We present results of Fermi-Large Area Telescope (LAT) light curve (LC) modelling
of selected Fermi blazars. All objects possess densely sampled and long-term LCs. For
each blazar we generated three LCs with 7, 10, and 14 days binning, using the latest
4FGL catalogue and binned analysis provided within the fermipy package.

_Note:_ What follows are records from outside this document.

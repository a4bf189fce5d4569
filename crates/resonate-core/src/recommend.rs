//! Recommendation pipelines.
//!
//! Both modes follow the same shape: pick seed tracks, fetch their audio
//! features, ask the catalog for recommendations, then fetch features for the
//! recommendations and format everything uniformly. Calls are issued in order
//! because each one depends on the previous result.

use crate::CatalogService;
use crate::CoreError;
use crate::TrackId;
use crate::error::Result;
use crate::feature_range::aggregate;
use crate::format::format_aligned;
use crate::format::format_track;
use crate::model::AudioFeatures;
use crate::model::FeatureRange;
use crate::model::FeatureTargets;
use crate::model::FormattedTrack;
use crate::model::RecommendationRequest;
use crate::model::Track;
use serde::Serialize;
use tracing::debug;
use tracing::info;

pub const DEFAULT_RECOMMENDATION_LIMIT: u32 = 5;
pub const DEFAULT_LOOKBACK_LIMIT: u32 = 3;
/// Upper bound on seed tracks in one recommendation query.
pub const MAX_SEED_TRACKS: usize = 5;

#[derive(Debug, Clone, PartialEq, Serialize)]
pub struct TrackRecommendations {
    pub current_track: FormattedTrack,
    pub recommendations: Vec<FormattedTrack>,
}

#[derive(Debug, Clone, PartialEq, Serialize)]
pub struct RecentRecommendations {
    pub recent_tracks: Vec<FormattedTrack>,
    pub recommendations: Vec<FormattedTrack>,
    /// Envelope of the seed features; kept for callers, not part of the response body.
    #[serde(skip)]
    pub feature_range: FeatureRange,
}

#[derive(Debug, Clone, Copy, PartialEq, Eq)]
pub struct RecentOptions {
    /// How many recently played tracks to look back over.
    pub lookback_limit: u32,
    /// How many recommendations to return.
    pub rec_limit: u32,
    /// Also send the seed feature range as min/max/target constraints.
    /// Off by default: the query is seeded by track ids only.
    pub constrain_to_range: bool,
}

impl Default for RecentOptions {
    fn default() -> Self {
        Self {
            lookback_limit: DEFAULT_LOOKBACK_LIMIT,
            rec_limit: DEFAULT_RECOMMENDATION_LIMIT,
            constrain_to_range: false,
        }
    }
}

/// Recommend tracks similar to one track.
///
/// Without a `track_id`, the currently playing track is used; if nothing is
/// playing this fails with [`CoreError::NoActiveTrack`]. The query targets
/// that track's exact tempo, danceability and energy.
pub async fn recommend_for_track<C: CatalogService>(
    catalog: &C,
    track_id: Option<&TrackId>,
    limit: u32,
) -> Result<TrackRecommendations> {
    let current = match track_id {
        Some(id) => catalog.track(id).await?,
        None => catalog
            .currently_playing()
            .await?
            .ok_or(CoreError::NoActiveTrack)?,
    };
    debug!("Recommending from {} ({})", current.title, current.id);

    let current_features = single_features(catalog, &current.id).await?;
    let request = RecommendationRequest::new(vec![current.id.clone()], limit)
        .with_targets(FeatureTargets::exact(&current_features));
    let recommendations = recommend(catalog, &request).await?;

    Ok(TrackRecommendations {
        current_track: format_track(&current, &current_features)?,
        recommendations,
    })
}

/// Recommend tracks seeded by what the user is playing and played recently.
pub async fn recommend_from_recent<C: CatalogService>(
    catalog: &C,
    options: RecentOptions,
) -> Result<RecentRecommendations> {
    let current = catalog.currently_playing().await?;
    let recent = catalog.recently_played(options.lookback_limit).await?;
    let seeds = select_seeds(current, recent);
    if seeds.is_empty() {
        return Err(CoreError::NoSeedTracks);
    }
    info!("Seeding recommendations from {} tracks", seeds.len());

    let seed_ids: Vec<TrackId> = seeds.iter().map(|t| t.id.clone()).collect();
    let seed_features = catalog.audio_features(&seed_ids).await?;
    let feature_range = aggregate(&seed_features)?;
    debug!("Seed feature range: {:?}", feature_range);

    let mut request = RecommendationRequest::new(seed_ids, options.rec_limit);
    if options.constrain_to_range {
        request = request.with_targets(FeatureTargets::within(&feature_range));
    }
    let recommendations = recommend(catalog, &request).await?;

    Ok(RecentRecommendations {
        recent_tracks: format_aligned(&seeds, &seed_features)?,
        recommendations,
        feature_range,
    })
}

/// Currently playing track first, then history, capped at [`MAX_SEED_TRACKS`].
pub fn select_seeds(current: Option<Track>, recent: Vec<Track>) -> Vec<Track> {
    let mut seeds: Vec<Track> = current.into_iter().chain(recent).collect();
    seeds.truncate(MAX_SEED_TRACKS);
    seeds
}

/// Format tracks and their features for explicit ids.
pub async fn formatted_tracks<C: CatalogService>(
    catalog: &C,
    ids: &[TrackId],
) -> Result<Vec<FormattedTrack>> {
    if ids.is_empty() {
        return Ok(Vec::new());
    }
    let tracks = catalog.tracks(ids).await?;
    let features = catalog.audio_features(ids).await?;
    format_aligned(&tracks, &features)
}

async fn recommend<C: CatalogService>(
    catalog: &C,
    request: &RecommendationRequest,
) -> Result<Vec<FormattedTrack>> {
    let tracks = catalog.recommendations(request).await?;
    debug!("Catalog returned {} recommendations", tracks.len());
    if tracks.is_empty() {
        return Ok(Vec::new());
    }
    let ids: Vec<TrackId> = tracks.iter().map(|t| t.id.clone()).collect();
    let features = catalog.audio_features(&ids).await?;
    format_aligned(&tracks, &features)
}

async fn single_features<C: CatalogService>(catalog: &C, id: &TrackId) -> Result<AudioFeatures> {
    catalog
        .audio_features(std::slice::from_ref(id))
        .await?
        .into_iter()
        .next()
        .ok_or_else(|| CoreError::upstream_data(format!("no audio features for {id}")))
}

The LCs were modelled with several tools: the Fourier transformation, the Lomb-
Scargle periodogram (LSP), the autoregressive moving average (ARMA), the fractional
autoregressive integrated moving average, the continuous-time autoregressive moving av-
erage (CARMA) processes, the Hurst exponents (H), the A-T plane, and the wavelet
scalogram.
Power law indices β calculated from the Fourier and LSP modelling are consistent
with each other. Many objects yield β≈1, with PKS 2155-304 even flatter, but some are
significantly steeper, e.g. Mrk 501 and B2 1520+31. A power law power spectral density
(PSD) is indicative of a self-affine stochastic process characterised by H, underlying the
observed variability. Several algorithms for the H estimation are employed. For some
objects we observe H>0.5, indicating long-term memory. The ARMA results give in
general higher orders for 7 days binned LCs and lower orders for 10 and 14 days binned
LCs, implying temporal variations in the LCs are consistently captured by the fitted
models. CARMA fits lead to featureless PSDs. The recently introduced A-T plane
allows to successfully classify the PSDs based on the LCs alone.